I had the good fortune of catching Gonzo: The Life and Work of Hunter Thompson last night at the Egyptian as part of SIFF. Being a lifelong fan of the Good Doctor, I had high expectations; especially since I’ve seen pretty much every documentary or biopic related to him. I also couldn’t help but have relatively high standards going in when I heard Gonzo was directed by Alex Gibney, the same guy behind the impressive Enron: The Smartest Guys in the Room.

And I was not let down.

For 122 minutes, Gibney treats Hunter’s life with respect and playful admiration, but also isn’t afraid to stay objective in the process. He interviews everyone from Hunter’s first wife to his last editor at “Rolling Stone,” and the viewer truly gets a taste of what each of them thought of the man – both regarding the way he lived his life and the way he ended it.
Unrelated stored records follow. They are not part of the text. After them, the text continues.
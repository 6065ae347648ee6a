//! Single-threaded decode paths.
//!
//! The primary path runs our own parser with a concrete window, streaming
//! evicted bytes to the writer and walking gzip members back to back. The
//! parser's windows are ASCII-only by design, so inputs that turn out to
//! hold arbitrary binary payloads are routed to `flate2` instead; the
//! routing decision is made on the first block, before anything has been
//! written.
//!
//! Also here: the `-s`/`-u` random-access path, which syncs blindly into
//! the middle of a stream, decodes with a symbolic window, and renders
//! still-unresolved positions as `?`.

use std::io::{Read, Write};

use crate::bitstream::BitStream;
use crate::block_finder::{sync, SyncParams};
use crate::error::{RazgzError, RazgzResult};
use crate::format::{parse_gzip_header, GZIP_FOOTER_SIZE, GZIP_ID1, GZIP_ID2, GZIP_MIN_OVERHEAD};
use crate::parser::{BlockParser, BlockResult, ParseMode};
use crate::window::{ByteWindow, DummyWindow, SymbolicWindow, FIRST_BACKREF_SYMBOL, MAX_LITERAL};

/// Number of further blocks decoded once the `-u` position is passed.
const UNTIL_EXTRA_BLOCKS: usize = 20;

/// Decompress a complete gzip buffer (one member or several) to `writer`.
pub fn decompress_gzip<W: Write>(data: &[u8], writer: &mut W, verbosity: u8) -> RazgzResult<u64> {
    if !looks_ascii_decodable(data) {
        // Not FASTQ-shaped; hand the whole stream to flate2.
        return decompress_fallback(data, writer, verbosity);
    }
    decompress_members(data, writer, verbosity)
}

/// Probe the first block: does this stream decode under the ASCII windows?
fn looks_ascii_decodable(data: &[u8]) -> bool {
    let start = match parse_gzip_header(data) {
        Ok(start) => start,
        Err(_) => return true, // let the member walk report the real error
    };
    let mut parser = BlockParser::new();
    let mut input = BitStream::new(&data[start..data.len() - GZIP_FOOTER_SIZE]);
    let mut probe = DummyWindow::new();
    parser
        .parse_block(&mut input, &mut probe, ParseMode::ShouldSucceed)
        .is_ok()
}

fn decompress_members<W: Write>(data: &[u8], writer: &mut W, verbosity: u8) -> RazgzResult<u64> {
    let mut parser = BlockParser::new();
    let mut total = 0u64;
    let mut member_start = 0usize;

    loop {
        let payload_start = member_start
            + parse_gzip_header(&data[member_start..]).map_err(|e| match member_start {
                0 => e,
                _ => RazgzError::invalid_gzip("bad header on a subsequent member"),
            })?;
        let payload = &data[payload_start..data.len() - GZIP_FOOTER_SIZE];
        let mut input = BitStream::new(payload);
        let mut window = ByteWindow::new();

        loop {
            match parser.parse_block(&mut input, &mut window, ParseMode::MustSucceed) {
                BlockResult::Success => {
                    let flushed = window.take_output();
                    writer.write_all(&flushed)?;
                    total += flushed.len() as u64;
                }
                BlockResult::LastBlock => break,
                err => {
                    return Err(RazgzError::decompression(format!(
                        "{:?} at bit {}",
                        err,
                        input.position_bits()
                    )))
                }
            }
        }
        input.align_input();
        let consumed = input.position_bits() / 8;
        let out = window.into_output();
        writer.write_all(&out)?;
        total += out.len() as u64;

        // Footer, then possibly another member.
        let next = payload_start + consumed + GZIP_FOOTER_SIZE;
        if next > data.len() {
            return Err(RazgzError::invalid_gzip("truncated footer"));
        }
        let rest = &data[next..];
        if rest.len() >= GZIP_MIN_OVERHEAD && rest[0] == GZIP_ID1 && rest[1] == GZIP_ID2 {
            member_start = next;
            continue;
        }
        if !rest.is_empty() && rest.iter().any(|&b| b != 0) && verbosity >= 1 {
            eprintln!("razgz: {} trailing bytes ignored", rest.len());
        }
        writer.flush()?;
        return Ok(total);
    }
}

/// Stream everything through flate2 (handles multi-member and non-ASCII
/// payloads, which our windows reject by design).
pub fn decompress_fallback<W: Write>(
    data: &[u8],
    writer: &mut W,
    verbosity: u8,
) -> RazgzResult<u64> {
    if verbosity >= 2 {
        eprintln!("razgz: payload is not ASCII-decodable, using the generic decoder");
    }
    let mut decoder = flate2::read::MultiGzDecoder::new(data);
    let mut buffer = vec![0u8; 256 * 1024];
    let mut total = 0u64;
    loop {
        match decoder.read(&mut buffer) {
            Ok(0) => break,
            Ok(n) => {
                writer.write_all(&buffer[..n])?;
                total += n as u64;
            }
            Err(e) => {
                return Err(RazgzError::decompression(format!(
                    "corrupt gzip stream: {}",
                    e
                )))
            }
        }
    }
    writer.flush()?;
    Ok(total)
}

/// Random access into the middle of a stream (`-s`, optionally bounded by
/// `-u`). The decode starts from a blindly discovered block boundary with
/// no context, so back-references into the unknown prefix render as `?`.
pub fn decompress_skip<W: Write>(
    data: &[u8],
    writer: &mut W,
    skip_bytes: usize,
    until_bytes: Option<usize>,
    verbosity: u8,
) -> RazgzResult<u64> {
    let payload_start = parse_gzip_header(data)?;
    let payload = &data[payload_start..data.len() - GZIP_FOOTER_SIZE];
    if skip_bytes >= payload.len() {
        return Err(RazgzError::invalid_argument(
            "skip position is past the end of the compressed payload",
        ));
    }

    let mut parser = BlockParser::new();
    let mut input = BitStream::new(payload);
    let point = sync(
        &mut parser,
        &mut input,
        skip_bytes * 8,
        &SyncParams::default(),
    )
    .ok_or_else(|| {
        RazgzError::sync(format!(
            "no block boundary found after compressed byte {}",
            skip_bytes
        ))
    })?;
    if verbosity >= 1 {
        eprintln!(
            "razgz: synced at bit {} ({} bytes past the skip point)",
            point.bit_pos,
            point.bit_pos / 8 - skip_bytes
        );
    }

    let mut window = SymbolicWindow::new(payload.len() - skip_bytes);
    let mut blocks_past_until = 0usize;
    loop {
        if let Some(until) = until_bytes {
            // `until` is payload-relative, like the `-s` skip offset.
            if input.position_bits() / 8 >= until {
                blocks_past_until += 1;
                if blocks_past_until > UNTIL_EXTRA_BLOCKS {
                    break;
                }
            }
        }
        match parser.parse_block(&mut input, &mut window, ParseMode::MustSucceed) {
            BlockResult::Success => {}
            BlockResult::LastBlock => break,
            err => {
                return Err(RazgzError::decompression(format!(
                    "{:?} at bit {}",
                    err,
                    input.position_bits()
                )))
            }
        }
    }

    let out: Vec<u8> = window
        .output()
        .iter()
        .map(|&sym| {
            if sym <= MAX_LITERAL as u16 {
                sym as u8
            } else {
                debug_assert!(sym >= FIRST_BACKREF_SYMBOL);
                b'?'
            }
        })
        .collect();
    writer.write_all(&out)?;
    writer.flush()?;
    Ok(out.len() as u64)
}

#[cfg(test)]
mod tests {
    use super::*;
    use flate2::write::GzEncoder;
    use flate2::Compression;

    fn gzip(data: &[u8], level: Compression) -> Vec<u8> {
        let mut enc = GzEncoder::new(Vec::new(), level);
        enc.write_all(data).unwrap();
        enc.finish().unwrap()
    }

    #[test]
    fn roundtrips_ascii_payload() {
        let plain = b"ACGT\n".repeat(1000);
        let compressed = gzip(&plain, Compression::default());
        let mut out = Vec::new();
        let n = decompress_gzip(&compressed, &mut out, 0).unwrap();
        assert_eq!(n, plain.len() as u64);
        crate::assert_slices_eq!(out, plain);
    }

    #[test]
    fn walks_multiple_members() {
        let a = b"first member, ASCII text\n".repeat(2000);
        let b = b"second member, more text\n".repeat(2000);
        let mut compressed = gzip(&a, Compression::default());
        compressed.extend(gzip(&b, Compression::fast()));

        let mut out = Vec::new();
        decompress_gzip(&compressed, &mut out, 0).unwrap();
        let mut expect = a.clone();
        expect.extend_from_slice(&b);
        crate::assert_slices_eq!(out, expect);
    }

    #[test]
    fn binary_payload_routes_to_fallback() {
        let plain: Vec<u8> = (0..100_000u32).map(|i| (i * 17 % 251) as u8).collect();
        let compressed = gzip(&plain, Compression::default());
        let mut out = Vec::new();
        decompress_gzip(&compressed, &mut out, 0).unwrap();
        crate::assert_slices_eq!(out, plain);
    }

    #[test]
    fn corrupt_stream_does_not_decode_silently() {
        let plain = b"ACGT\n".repeat(20_000);
        let mut compressed = gzip(&plain, Compression::default());
        // Flip a bit in the middle of the deflate payload. The parser's
        // validity checks catch most flips; the remainder must at least
        // fail to reproduce the original bytes.
        let mid = compressed.len() / 2;
        compressed[mid] ^= 0x10;
        let mut out = Vec::new();
        match decompress_gzip(&compressed, &mut out, 0) {
            Err(_) => {}
            Ok(_) => assert_ne!(out, plain),
        }
    }

    #[test]
    fn skip_emits_resolved_suffix() {
        let plain: Vec<u8> = {
            // Poorly compressible ASCII so blocks stay close together and
            // most of the tail resolves without the missing context.
            let mut v = Vec::new();
            let mut state = 77u32;
            while v.len() < 1 << 20 {
                state = state.wrapping_mul(1664525).wrapping_add(1013904223);
                v.push(b'!' + ((state >> 24) % 90) as u8);
            }
            v
        };
        let compressed = gzip(&plain, Compression::default());
        let mut out = Vec::new();
        let n = decompress_skip(&compressed, &mut out, compressed.len() / 2, None, 0).unwrap();
        assert!(n > 0);
        // The suffix of the original must appear at the end of the output,
        // modulo '?' placeholders for unresolved positions.
        let tail_len = out.len().min(1024);
        let expect = &plain[plain.len() - tail_len..];
        for (got, want) in out[out.len() - tail_len..].iter().zip(expect) {
            assert!(got == want || *got == b'?');
        }
    }
}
What struck me the most about the movie was the rare (and previously unseen) footage that Gibney was able to get his hands on. We’re shown home movies shot by Anita, Hunter’s second wife, a few incredibly rare shots of Oscar Zeta Acosta (Hunter’s lawyer and the character played by Benicio Del Toro in the “Fear & Loathing” movie), and the actual tape conversation between Hunter and Oscar that ended up at the very end of the book of the same name. For whatever reason, Terry Gilliam left it out of the movie, but it doesn’t matter anymore – the discourse is pure gold for gonzo freaks such as myself.

The rest of the film paints an equally vivid picture of who this crazy bastard Hunter Thompson really was; further beyond what many other portrayals of him have shown. The crowd laughed heartily every time we were treated to Hunter’s trademark frantic howling gibberish and stop-start rhetoric. This was even more hilarious when retold and at times re-enacted by his friends, including 1972 presidential candidate George McGovern, Jimmy Buffett and longtime artist Ralph Steadman. I caught myself smiling fondly more than once – almost as if I was remembering an old friend myself.

And even though I did have the good fortune of meeting and briefly conversing with Hunter one time in Los Angeles during a book signing about four years ago, he’s always been a huge inspiration for me. And when a biopic like this is done so well that it makes you feel like you’ve just watched something about one of your own friends, it deserves high marks. Gonzo is sure to rank in the top echelon of SIFF films in 2008.

2 Comments so far

  1. wesa on May 27th, 2008 @ 8:05 pm

    Sounds like a fitting eulogy to a great man.